Supplied information —
□ □ □ □ □ □ □

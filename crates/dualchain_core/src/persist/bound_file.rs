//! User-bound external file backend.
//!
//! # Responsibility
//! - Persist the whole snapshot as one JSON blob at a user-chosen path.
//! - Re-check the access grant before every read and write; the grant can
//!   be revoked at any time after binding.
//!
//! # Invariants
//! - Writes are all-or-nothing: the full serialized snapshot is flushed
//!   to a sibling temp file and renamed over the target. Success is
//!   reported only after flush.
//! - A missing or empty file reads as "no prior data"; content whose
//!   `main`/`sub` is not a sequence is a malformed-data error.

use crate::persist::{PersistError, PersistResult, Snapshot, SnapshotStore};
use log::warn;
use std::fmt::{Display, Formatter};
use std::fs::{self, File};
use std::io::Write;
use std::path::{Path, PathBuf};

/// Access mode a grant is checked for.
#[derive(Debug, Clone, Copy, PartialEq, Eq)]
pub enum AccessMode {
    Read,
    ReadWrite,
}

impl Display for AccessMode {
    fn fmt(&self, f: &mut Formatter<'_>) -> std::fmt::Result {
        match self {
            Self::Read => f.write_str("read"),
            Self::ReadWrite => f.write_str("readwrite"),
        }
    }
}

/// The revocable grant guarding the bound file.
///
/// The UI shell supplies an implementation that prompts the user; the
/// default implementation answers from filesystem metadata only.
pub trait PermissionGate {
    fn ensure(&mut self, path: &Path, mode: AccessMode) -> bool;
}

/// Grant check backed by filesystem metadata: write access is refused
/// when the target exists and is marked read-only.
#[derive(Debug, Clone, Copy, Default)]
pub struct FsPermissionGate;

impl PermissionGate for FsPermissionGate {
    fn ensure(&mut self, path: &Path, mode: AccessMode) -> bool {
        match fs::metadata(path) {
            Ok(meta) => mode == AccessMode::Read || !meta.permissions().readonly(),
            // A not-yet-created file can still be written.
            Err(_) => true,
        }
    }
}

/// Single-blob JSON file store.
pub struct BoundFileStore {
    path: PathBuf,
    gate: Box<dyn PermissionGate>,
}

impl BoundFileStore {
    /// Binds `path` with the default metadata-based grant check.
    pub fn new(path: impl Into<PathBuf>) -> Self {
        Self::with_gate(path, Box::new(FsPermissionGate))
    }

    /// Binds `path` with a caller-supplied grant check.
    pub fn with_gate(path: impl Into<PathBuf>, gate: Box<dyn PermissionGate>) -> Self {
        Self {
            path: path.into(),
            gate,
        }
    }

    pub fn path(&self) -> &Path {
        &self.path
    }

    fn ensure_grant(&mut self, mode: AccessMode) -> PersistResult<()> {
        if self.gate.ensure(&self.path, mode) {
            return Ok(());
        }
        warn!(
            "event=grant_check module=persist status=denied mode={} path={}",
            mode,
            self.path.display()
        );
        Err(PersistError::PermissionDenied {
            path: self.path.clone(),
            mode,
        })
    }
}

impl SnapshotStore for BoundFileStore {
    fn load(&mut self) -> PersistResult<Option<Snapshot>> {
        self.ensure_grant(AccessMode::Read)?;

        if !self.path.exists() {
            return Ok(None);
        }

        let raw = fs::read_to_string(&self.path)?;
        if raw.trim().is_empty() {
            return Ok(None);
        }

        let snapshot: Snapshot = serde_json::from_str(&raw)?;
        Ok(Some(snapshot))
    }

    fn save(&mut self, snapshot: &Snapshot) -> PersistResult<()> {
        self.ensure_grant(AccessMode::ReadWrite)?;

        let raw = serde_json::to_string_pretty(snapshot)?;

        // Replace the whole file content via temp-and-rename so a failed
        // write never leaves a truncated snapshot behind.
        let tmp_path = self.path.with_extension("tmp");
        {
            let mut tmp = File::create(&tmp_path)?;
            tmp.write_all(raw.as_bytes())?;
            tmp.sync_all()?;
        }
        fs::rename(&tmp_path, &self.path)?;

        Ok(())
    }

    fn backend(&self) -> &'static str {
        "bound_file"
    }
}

□ □ □ □ □ □ □

What to produce — Repeat exactly the lines from the first line of the records above through the line containing "is checked for.", both included, and nothing else.

Exercise solution —
filename crates/dualchain_core/src/persist/bound_file.rs
//! User-bound external file backend.
//!
//! # Responsibility
//! - Persist the whole snapshot as one JSON blob at a user-chosen path.
//! - Re-check the access grant before every read and write; the grant can
//!   be revoked at any time after binding.
//!
//! # Invariants
//! - Writes are all-or-nothing: the full serialized snapshot is flushed
//!   to a sibling temp file and renamed over the target. Success is
//!   reported only after flush.
//! - A missing or empty file reads as "no prior data"; content whose
//!   `main`/`sub` is not a sequence is a malformed-data error.

use crate::persist::{PersistError, PersistResult, Snapshot, SnapshotStore};
use log::warn;
use std::fmt::{Display, Formatter};
use std::fs::{self, File};
use std::io::Write;
use std::path::{Path, PathBuf};

/// Access mode a grant is checked for.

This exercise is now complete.